Return each record exactly as it appears, so that nothing is dropped or altered.

▽

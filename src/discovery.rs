//! Batch discovery: every `.js` unit under a directory, transformed in
//! parallel with one allocator per unit.

use rayon::prelude::*;
use std::fs;
use std::path::{Path, PathBuf};
use walkdir::WalkDir;

use crate::cache::IncrementalCache;
use crate::diagnostics::TransformError;
use crate::options::TransformOptions;
use crate::transform::{transform, TransformResult};

pub const UNIT_EXTENSION: &str = "js";

/// Per-unit result of a batch run. A failed unit never aborts the batch.
#[derive(Debug)]
pub struct UnitOutcome {
    pub path: PathBuf,
    pub result: Result<TransformResult, TransformError>,
}

/// Recursively find all `.js` files in a directory, in path order.
pub fn find_js_files(dir: &Path) -> Vec<PathBuf> {
    let mut files: Vec<PathBuf> = WalkDir::new(dir)
        .follow_links(true)
        .into_iter()
        .filter_map(|entry| match entry {
            Ok(entry) => Some(entry),
            Err(e) => {
                log::warn!("skipping unreadable entry under {}: {}", dir.display(), e);
                None
            }
        })
        .filter(|entry| entry.file_type().is_file())
        .filter(|entry| {
            entry
                .path()
                .extension()
                .map(|ext| ext == UNIT_EXTENSION)
                .unwrap_or(false)
        })
        .map(|entry| entry.into_path())
        .collect();
    files.sort();
    files
}

/// Reads and transforms one unit, consulting the cache when given.
pub fn transform_file(
    path: &Path,
    options: &TransformOptions,
    cache: Option<&IncrementalCache>,
) -> Result<TransformResult, TransformError> {
    let path_str = path.to_string_lossy().to_string();
    let options = &options.anchored_to_cwd(&path_str);
    let source =
        fs::read_to_string(path).map_err(|e| TransformError::io(path_str.clone(), e))?;

    if let Some(hit) = cache.and_then(|c| c.get(&path_str, &source, options)) {
        return Ok(hit);
    }

    let result = transform(&path_str, &source, options)?;
    if let Some(cache) = cache {
        cache.set(&path_str, &source, options, &result);
    }
    Ok(result)
}

pub fn transform_directory(
    dir: &Path,
    options: &TransformOptions,
    cache: Option<&IncrementalCache>,
) -> Vec<UnitOutcome> {
    let files = find_js_files(dir);
    log::debug!("discovered {} units under {}", files.len(), dir.display());

    files
        .into_par_iter()
        .map(|path| {
            let result = transform_file(&path, options, cache);
            UnitOutcome { path, result }
        })
        .collect()
}
use serde::{Deserialize, Serialize};
use std::fs;
use std::path::Path;

use crate::diagnostics::TransformError;
use crate::namespace::is_absolute_path;

pub const DEFAULT_BASE_URL: &str = ".";
pub const DEFAULT_TARGET_OBJECT: &str = "goog";

/// Path-mapping and output options for a single transformation.
///
/// Field names follow the camelCase keys accepted by the JavaScript tooling
/// (`baseUrl`, `foreignLibs`, ...) so a JSON config can be shared with it.
#[derive(Debug, Clone, PartialEq, Eq, Hash, Serialize, Deserialize)]
#[serde(rename_all = "camelCase", default)]
pub struct TransformOptions {
    /// Root against which unit and dependency paths become namespaces.
    pub base_url: String,
    /// Dotted global prefix for every locally resolved namespace.
    pub namespace: Option<String>,
    /// First path segments exempt from the global prefix.
    pub foreign_libs: Vec<String>,
    /// Keep comments in the printed output.
    pub format: bool,
    /// Object carrying `provide`/`require` in the emitted code.
    pub target_object: String,
    /// Appended to the final segment of the unit's own namespace.
    pub own_suffix: Option<String>,
}

impl Default for TransformOptions {
    fn default() -> Self {
        TransformOptions {
            base_url: DEFAULT_BASE_URL.to_string(),
            namespace: None,
            foreign_libs: Vec::new(),
            format: true,
            target_object: DEFAULT_TARGET_OBJECT.to_string(),
            own_suffix: None,
        }
    }
}

impl TransformOptions {
    pub fn new() -> Self {
        Self::default()
    }

    pub fn from_json(json: &str) -> Result<Self, TransformError> {
        Ok(serde_json::from_str(json)?)
    }

    pub fn from_file(path: &Path) -> Result<Self, TransformError> {
        let data = fs::read_to_string(path)
            .map_err(|e| TransformError::io(path.display().to_string(), e))?;
        Self::from_json(&data)
    }

    pub fn with_base_url(mut self, base_url: impl Into<String>) -> Self {
        self.base_url = base_url.into();
        self
    }

    pub fn with_namespace(mut self, namespace: impl Into<String>) -> Self {
        self.namespace = Some(namespace.into());
        self
    }

    pub fn with_foreign_libs(mut self, libs: Vec<String>) -> Self {
        self.foreign_libs = libs;
        self
    }

    pub fn with_format(mut self, format: bool) -> Self {
        self.format = format;
        self
    }

    pub fn with_target_object(mut self, target: impl Into<String>) -> Self {
        self.target_object = target.into();
        self
    }

    pub fn with_own_suffix(mut self, suffix: impl Into<String>) -> Self {
        self.own_suffix = Some(suffix.into());
        self
    }

    /// Segments of the global namespace prefix, empty when none is set.
    pub fn namespace_segments(&self) -> Vec<String> {
        self.namespace
            .as_deref()
            .map(|ns| {
                ns.split('.')
                    .filter(|s| !s.is_empty())
                    .map(|s| s.to_string())
                    .collect()
            })
            .unwrap_or_default()
    }

    pub fn is_foreign(&self, root: &str) -> bool {
        self.foreign_libs.iter().any(|lib| lib == root)
    }

    /// Options for an absolute `unit_path`: a relative `base_url` is joined
    /// onto `cwd` so both sides of the relativization share a root.
    pub fn anchored(&self, unit_path: &str, cwd: &Path) -> TransformOptions {
        let mut options = self.clone();
        if is_absolute_path(unit_path) && !is_absolute_path(&self.base_url) {
            options.base_url = cwd.join(&self.base_url).to_string_lossy().into_owned();
        }
        options
    }

    /// [`TransformOptions::anchored`] against the process working directory.
    pub fn anchored_to_cwd(&self, unit_path: &str) -> TransformOptions {
        match std::env::current_dir() {
            Ok(cwd) => self.anchored(unit_path, &cwd),
            Err(e) => {
                log::warn!("cannot read working directory, keeping baseUrl {}: {}", self.base_url, e);
                self.clone()
            }
        }
    }
}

△

### Response below
filename src/discovery.rs
//! Batch discovery: every `.js` unit under a directory, transformed in
//! parallel with one allocator per unit.

use rayon::prelude::*;
use std::fs;
use std::path::{Path, PathBuf};
use walkdir::WalkDir;

use crate::cache::IncrementalCache;
use crate::diagnostics::TransformError;
use crate::options::TransformOptions;
use crate::transform::{transform, TransformResult};

pub const UNIT_EXTENSION: &str = "js";

/// Per-unit result of a batch run. A failed unit never aborts the batch.
#[derive(Debug)]
pub struct UnitOutcome {
    pub path: PathBuf,
    pub result: Result<TransformResult, TransformError>,
}

/// Recursively find all `.js` files in a directory, in path order.
pub fn find_js_files(dir: &Path) -> Vec<PathBuf> {
    let mut files: Vec<PathBuf> = WalkDir::new(dir)
        .follow_links(true)
        .into_iter()
        .filter_map(|entry| match entry {
            Ok(entry) => Some(entry),
            Err(e) => {
                log::warn!("skipping unreadable entry under {}: {}", dir.display(), e);
                None
            }
        })
        .filter(|entry| entry.file_type().is_file())
        .filter(|entry| {
            entry
                .path()
                .extension()
                .map(|ext| ext == UNIT_EXTENSION)
                .unwrap_or(false)
        })
        .map(|entry| entry.into_path())
        .collect();
    files.sort();
    files
}

/// Reads and transforms one unit, consulting the cache when given.
pub fn transform_file(
    path: &Path,
    options: &TransformOptions,
    cache: Option<&IncrementalCache>,
) -> Result<TransformResult, TransformError> {
    let path_str = path.to_string_lossy().to_string();
    let options = &options.anchored_to_cwd(&path_str);
    let source =
        fs::read_to_string(path).map_err(|e| TransformError::io(path_str.clone(), e))?;

    if let Some(hit) = cache.and_then(|c| c.get(&path_str, &source, options)) {
        return Ok(hit);
    }

    let result = transform(&path_str, &source, options)?;
    if let Some(cache) = cache {
        cache.set(&path_str, &source, options, &result);
    }
    Ok(result)
}

pub fn transform_directory(
    dir: &Path,
    options: &TransformOptions,
    cache: Option<&IncrementalCache>,
) -> Vec<UnitOutcome> {
    let files = find_js_files(dir);
    log::debug!("discovered {} units under {}", files.len(), dir.display());

    files
        .into_par_iter()
        .map(|path| {
            let result = transform_file(&path, options, cache);
            UnitOutcome { path, result }
        })
        .collect()
}
use serde::{Deserialize, Serialize};
use std::fs;
use std::path::Path;

use crate::diagnostics::TransformError;
use crate::namespace::is_absolute_path;

pub const DEFAULT_BASE_URL: &str = ".";
pub const DEFAULT_TARGET_OBJECT: &str = "goog";

/// Path-mapping and output options for a single transformation.
///
/// Field names follow the camelCase keys accepted by the JavaScript tooling
/// (`baseUrl`, `foreignLibs`, ...) so a JSON config can be shared with it.
#[derive(Debug, Clone, PartialEq, Eq, Hash, Serialize, Deserialize)]
#[serde(rename_all = "camelCase", default)]
pub struct TransformOptions {
    /// Root against which unit and dependency paths become namespaces.
    pub base_url: String,
    /// Dotted global prefix for every locally resolved namespace.
    pub namespace: Option<String>,
    /// First path segments exempt from the global prefix.
    pub foreign_libs: Vec<String>,
    /// Keep comments in the printed output.
    pub format: bool,
    /// Object carrying `provide`/`require` in the emitted code.
    pub target_object: String,
    /// Appended to the final segment of the unit's own namespace.
    pub own_suffix: Option<String>,
}

impl Default for TransformOptions {
    fn default() -> Self {
        TransformOptions {
            base_url: DEFAULT_BASE_URL.to_string(),
            namespace: None,
            foreign_libs: Vec::new(),
            format: true,
            target_object: DEFAULT_TARGET_OBJECT.to_string(),
            own_suffix: None,
        }
    }
}

impl TransformOptions {
    pub fn new() -> Self {
        Self::default()
    }

    pub fn from_json(json: &str) -> Result<Self, TransformError> {
        Ok(serde_json::from_str(json)?)
    }

    pub fn from_file(path: &Path) -> Result<Self, TransformError> {
        let data = fs::read_to_string(path)
            .map_err(|e| TransformError::io(path.display().to_string(), e))?;
        Self::from_json(&data)
    }

    pub fn with_base_url(mut self, base_url: impl Into<String>) -> Self {
        self.base_url = base_url.into();
        self
    }

    pub fn with_namespace(mut self, namespace: impl Into<String>) -> Self {
        self.namespace = Some(namespace.into());
        self
    }

    pub fn with_foreign_libs(mut self, libs: Vec<String>) -> Self {
        self.foreign_libs = libs;
        self
    }

    pub fn with_format(mut self, format: bool) -> Self {
        self.format = format;
        self
    }

    pub fn with_target_object(mut self, target: impl Into<String>) -> Self {
        self.target_object = target.into();
        self
    }

    pub fn with_own_suffix(mut self, suffix: impl Into<String>) -> Self {
        self.own_suffix = Some(suffix.into());
        self
    }

    /// Segments of the global namespace prefix, empty when none is set.
    pub fn namespace_segments(&self) -> Vec<String> {
        self.namespace
            .as_deref()
            .map(|ns| {
                ns.split('.')
                    .filter(|s| !s.is_empty())
                    .map(|s| s.to_string())
                    .collect()
            })
            .unwrap_or_default()
    }

    pub fn is_foreign(&self, root: &str) -> bool {
        self.foreign_libs.iter().any(|lib| lib == root)
    }

    /// Options for an absolute `unit_path`: a relative `base_url` is joined
    /// onto `cwd` so both sides of the relativization share a root.
    pub fn anchored(&self, unit_path: &str, cwd: &Path) -> TransformOptions {
        let mut options = self.clone();
        if is_absolute_path(unit_path) && !is_absolute_path(&self.base_url) {
            options.base_url = cwd.join(&self.base_url).to_string_lossy().into_owned();
        }
        options
    }

    /// [`TransformOptions::anchored`] against the process working directory.
    pub fn anchored_to_cwd(&self, unit_path: &str) -> TransformOptions {
        match std::env::current_dir() {
            Ok(cwd) => self.anchored(unit_path, &cwd),
            Err(e) => {
                log::warn!("cannot read working directory, keeping baseUrl {}: {}", self.base_url, e);
                self.clone()
            }
        }
    }
}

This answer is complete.